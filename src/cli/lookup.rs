//! taskboard users / requests commands

use serde::Serialize;

use super::Context;
use crate::api::TaskApi;
use crate::error::Result;
use crate::output::{emit_success, HumanOutput};
use crate::task::{ServiceRequestSummary, UserSummary};

#[derive(Serialize)]
struct UsersReport {
    users: Vec<UserSummary>,
}

#[derive(Serialize)]
struct RequestsReport {
    service_requests: Vec<ServiceRequestSummary>,
}

pub async fn run_users(ctx: &Context) -> Result<()> {
    let users = ctx.api().list_users().await?;

    let mut human = HumanOutput::new(format!("taskboard users: {} user(s)", users.len()));
    for user in &users {
        let mut line = user.id.clone();
        if let Some(name) = user.name.as_deref() {
            line.push_str(&format!(" {name}"));
        }
        if let Some(email) = user.email.as_deref() {
            line.push_str(&format!(" <{email}>"));
        }
        human.push_detail(line);
    }

    emit_success(ctx.output, "users", &UsersReport { users }, Some(&human))
}

pub async fn run_requests(ctx: &Context) -> Result<()> {
    let service_requests = ctx.api().list_service_requests().await?;

    let mut human = HumanOutput::new(format!(
        "taskboard requests: {} service request(s)",
        service_requests.len()
    ));
    for request in &service_requests {
        human.push_detail(format!(
            "{} {}",
            request.id,
            request.title.as_deref().unwrap_or("(untitled)")
        ));
    }

    emit_success(
        ctx.output,
        "requests",
        &RequestsReport { service_requests },
        Some(&human),
    )
}
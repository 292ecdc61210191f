//! taskboard - Kanban task board client library
//!
//! This library provides the core functionality for the taskboard CLI:
//! loading a paginated REST task collection, deriving Kanban columns, and
//! moving tasks between stages under role-based rules.
//!
//! # Core Concepts
//!
//! - **Tasks**: Units of work with a status, priority and due date
//! - **Roles**: Admins move tasks freely; users walk a restricted graph and
//!   cannot touch the manager-only `accepted` / `completed` stages
//! - **Columns**: One per board status, sorted by priority then due date,
//!   paginated independently
//! - **Optimistic moves**: Status changes apply locally first and are rolled
//!   back when the API refuses them
//!
//! # Module Organization
//!
//! - `task`: Task entity, statuses, priorities and partial-update bodies
//! - `policy`: Status transition rules per role
//! - `filter`: Fetch filters and their query encoding
//! - `api`: `TaskApi` trait and the reqwest-backed HTTP client
//! - `cache`: Fetch-all across pages and the in-memory task cache
//! - `column`: Column derivation and per-column pagination
//! - `board`: Board state, drag/drop and the transition controller
//! - `editor`: Single-field edit state for the detail view
//! - `notify`: Transient notifications
//! - `actor`: Role and user id resolution
//! - `config`: Configuration loading from `.taskboard.toml`
//! - `output`: Human and JSON output envelopes
//! - `cli`: Command-line interface using clap
//! - `error`: Error types and result aliases

pub mod actor;
pub mod api;
pub mod board;
pub mod cache;
pub mod cli;
pub mod column;
pub mod config;
pub mod editor;
pub mod error;
pub mod filter;
pub mod notify;
pub mod output;
pub mod policy;
pub mod task;

pub use error::{Error, Result};
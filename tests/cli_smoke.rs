use assert_cmd::Command;
use predicates::str::contains;

fn taskboard() -> Command {
    let mut cmd = Command::cargo_bin("taskboard").expect("binary");
    cmd.current_dir(env!("CARGO_TARGET_TMPDIR"))
        .env_remove("TASKBOARD_ROLE")
        .env_remove("TASKBOARD_USER_ID")
        .env_remove("TASKBOARD_API_URL")
        .env_remove("RUST_LOG");
    cmd
}

#[test]
fn taskboard_help_works() {
    taskboard()
        .arg("--help")
        .assert()
        .success()
        .stdout(contains("Kanban client"));
}

#[test]
fn subcommand_help_works() {
    let subcommands = [
        "board",
        "list",
        "move",
        "next",
        "prev",
        "edit",
        "delete",
        "transitions",
        "users",
        "requests",
    ];

    for cmd in subcommands {
        taskboard().arg(cmd).arg("--help").assert().success();
    }
}

#[test]
fn transitions_for_user_are_offline() {
    taskboard()
        .args(["transitions", "in-progress", "--role", "user", "--json"])
        .assert()
        .success()
        .stdout(contains("\"schema_version\": \"taskboard.v1\""))
        .stdout(contains("\"allowed\": [\n      \"todo\",\n      \"review\"\n    ]"));
}

#[test]
fn frozen_stage_is_reported() {
    taskboard()
        .args(["transitions", "accepted", "--role", "user"])
        .assert()
        .success()
        .stdout(contains("allowed: (none)"))
        .stdout(contains("this stage is manager-only"));
}

#[test]
fn unknown_status_is_user_error() {
    taskboard()
        .args(["transitions", "done", "--role", "admin"])
        .assert()
        .code(2)
        .stderr(contains("unknown task status"));
}

#[test]
fn user_role_without_id_is_rejected() {
    taskboard()
        .args(["list", "--role", "user", "--json"])
        .assert()
        .code(2)
        .stdout(contains("\"kind\": \"user_error\""));
}

#[test]
fn non_admin_delete_is_blocked_before_any_request() {
    taskboard()
        .args([
            "delete",
            "t1",
            "--role",
            "user",
            "--user-id",
            "u1",
            "--api-url",
            "http://127.0.0.1:9",
        ])
        .assert()
        .code(3)
        .stderr(contains("only admins can delete tasks"));
}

----

Transcribe the listing above line for line, from the first line to the line containing "pub async fn run_users(ctx: &Context)", inclusive, with no other lines.

filename src/cli/lookup.rs
//! taskboard users / requests commands

use serde::Serialize;

use super::Context;
use crate::api::TaskApi;
use crate::error::Result;
use crate::output::{emit_success, HumanOutput};
use crate::task::{ServiceRequestSummary, UserSummary};

#[derive(Serialize)]
struct UsersReport {
    users: Vec<UserSummary>,
}

#[derive(Serialize)]
struct RequestsReport {
    service_requests: Vec<ServiceRequestSummary>,
}

pub async fn run_users(ctx: &Context) -> Result<()> {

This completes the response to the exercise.